So I had my trig test today. I hope I did well on it.

I keep saying arrogant things and it always end up biting me in my ass.

I had many opportunities to pass my past tests.

Either it was open book or take home and although it's not that challenging (it's still challenging, but I mean the end result), I still found myself getting D's. I didn't study and that is probably why.

Yesterday at work, everyone was talking about my manager and how coniving he seems to be.

Honestly, I don't care all that much. This is work and I do consider the people I work with and for to be friends, but only inside that building. After work, I don't see them, we don't talk, and we'd never go out for a drink. It may seem cold, but it's the truth and that makes it easier for me to deal with all the shit I feel.

The people I work with do accept me to an extent, but the people I work for don't. I feel like a damn mascot and I don't really have a problem with it, but I just don't feel anything anymore.

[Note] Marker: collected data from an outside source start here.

//! Compound term identifiers (`PREFIX:LOCAL`).

use serde::{de, Deserialize, Deserializer, Serialize, Serializer};
use std::cmp::Ordering;
use std::fmt;
use std::str::FromStr;
use thiserror::Error;

#[derive(Debug, Clone, PartialEq, Eq, Error)]
pub enum TermIdError {
    #[error("missing `:` separator in term id `{0}`")]
    MissingSeparator(String),
    #[error("empty prefix in term id `{0}`")]
    EmptyPrefix(String),
    #[error("empty local id in term id `{0}`")]
    EmptyLocalId(String),
    #[error("whitespace in term id `{0}`")]
    Whitespace(String),
    #[error("no registered prefix expands to IRI `{0}`")]
    UnknownIri(String),
}

/// `(prefix, local id)` pair, e.g. `HP:0001250`.
///
/// Ordering is by prefix, then local id. All-digit local ids sort before the
/// rest and compare numerically (`HP:9 < HP:10`); ties fall back to the text
/// so `HP:01` and `HP:1` stay distinct.
#[derive(Clone, PartialEq, Eq, Hash)]
pub struct TermId {
    prefix: String,
    local: String,
}

impl TermId {
    pub fn new(prefix: impl Into<String>, local: impl Into<String>) -> Self {
        Self {
            prefix: prefix.into(),
            local: local.into(),
        }
    }

    /// Parse a `PREFIX:LOCAL` CURIE. The split happens at the first `:`.
    pub fn parse(text: &str) -> Result<Self, TermIdError> {
        let text = text.trim();
        if text.chars().any(char::is_whitespace) {
            return Err(TermIdError::Whitespace(text.to_string()));
        }
        let (prefix, local) = text
            .split_once(':')
            .ok_or_else(|| TermIdError::MissingSeparator(text.to_string()))?;
        if prefix.is_empty() {
            return Err(TermIdError::EmptyPrefix(text.to_string()));
        }
        if local.is_empty() {
            return Err(TermIdError::EmptyLocalId(text.to_string()));
        }
        Ok(Self::new(prefix, local))
    }

    pub fn prefix(&self) -> &str {
        &self.prefix
    }

    pub fn local_id(&self) -> &str {
        &self.local
    }
}

fn is_numeric(s: &str) -> bool {
    !s.is_empty() && s.bytes().all(|b| b.is_ascii_digit())
}

fn compare_local(a: &str, b: &str) -> Ordering {
    match (is_numeric(a), is_numeric(b)) {
        (true, true) => {
            let (ta, tb) = (a.trim_start_matches('0'), b.trim_start_matches('0'));
            ta.len()
                .cmp(&tb.len())
                .then_with(|| ta.cmp(tb))
                .then_with(|| a.cmp(b))
        }
        (true, false) => Ordering::Less,
        (false, true) => Ordering::Greater,
        (false, false) => a.cmp(b),
    }
}

impl Ord for TermId {
    fn cmp(&self, other: &Self) -> Ordering {
        self.prefix
            .cmp(&other.prefix)
            .then_with(|| compare_local(&self.local, &other.local))
    }
}

impl PartialOrd for TermId {
    fn partial_cmp(&self, other: &Self) -> Option<Ordering> {
        Some(self.cmp(other))
    }
}

impl fmt::Display for TermId {
    fn fmt(&self, f: &mut fmt::Formatter<'_>) -> fmt::Result {
        write!(f, "{}:{}", self.prefix, self.local)
    }
}

impl fmt::Debug for TermId {
    fn fmt(&self, f: &mut fmt::Formatter<'_>) -> fmt::Result {
        write!(f, "TermId({self})")
    }
}

impl FromStr for TermId {
    type Err = TermIdError;

    fn from_str(s: &str) -> Result<Self, Self::Err> {
        Self::parse(s)
    }
}

impl Serialize for TermId {
    fn serialize<S: Serializer>(&self, serializer: S) -> Result<S::Ok, S::Error> {
        serializer.collect_str(self)
    }
}

impl<'de> Deserialize<'de> for TermId {
    fn deserialize<D: Deserializer<'de>>(deserializer: D) -> Result<Self, D::Error> {
        let text = String::deserialize(deserializer)?;
        Self::parse(&text).map_err(de::Error::custom)
    }
}

#[cfg(test)]
mod tests {
    use super::*;

    fn id(s: &str) -> TermId {
        TermId::parse(s).unwrap()
    }

    #[test]
    fn parse_splits_at_first_colon() {
        let t = id("NCBITaxon:taxon:9606");
        assert_eq!(t.prefix(), "NCBITaxon");
        assert_eq!(t.local_id(), "taxon:9606");
        assert_eq!(t.to_string(), "NCBITaxon:taxon:9606");
    }

    #[test]
    fn parse_rejects_malformed_curies() {
        assert!(matches!(
            TermId::parse("HP0001"),
            Err(TermIdError::MissingSeparator(_))
        ));
        assert!(matches!(TermId::parse(":1"), Err(TermIdError::EmptyPrefix(_))));
        assert!(matches!(TermId::parse("HP:"), Err(TermIdError::EmptyLocalId(_))));
        assert!(matches!(TermId::parse("HP: 1"), Err(TermIdError::Whitespace(_))));
    }

    #[test]
    fn numeric_local_ids_order_numerically() {
        assert!(id("HP:9") < id("HP:10"));
        assert!(id("HP:0000009") < id("HP:10"));
        assert!(id("GO:99") < id("HP:1"));
        assert_ne!(id("HP:01"), id("HP:1"));
        assert_ne!(id("HP:01").cmp(&id("HP:1")), Ordering::Equal);
    }

    #[test]
    fn numeric_local_ids_sort_before_textual_ones() {
        let mut ids = vec![id("X:1a"), id("X:10"), id("X:9"), id("X:abc")];
        ids.sort();
        let rendered: Vec<_> = ids.iter().map(ToString::to_string).collect();
        assert_eq!(rendered, vec!["X:9", "X:10", "X:1a", "X:abc"]);
    }

    #[test]
    fn serde_uses_curie_string() {
        let json = serde_json::to_string(&id("HP:0000118")).unwrap();
        assert_eq!(json, "\"HP:0000118\"");
        let back: TermId = serde_json::from_str(&json).unwrap();
        assert_eq!(back, id("HP:0000118"));
        assert!(serde_json::from_str::<TermId>("\"nocolon\"").is_err());
    }
}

Lindsey, Kristen, Shaowen, Stephanie, Erica, Kim, Kristin, and whoever else who may feel uncomfortable around me can get extremely bent. Maybe the reason I'm drawn to them is because of their actions around me.

I don't have anything against them mind you, they are great and seem to be nice. I just hate the fact that people draw conclusions without knowing me and over-look me because of rash decision making.

I was at the library dong my take home portion of the test when I saw these two beautiful asian girls and I thought about them for a while. I wonder why I'm like that?

I don't really want to be with anyone, I think that I'm just in love with the idea.

That's enough, I guess I'm done.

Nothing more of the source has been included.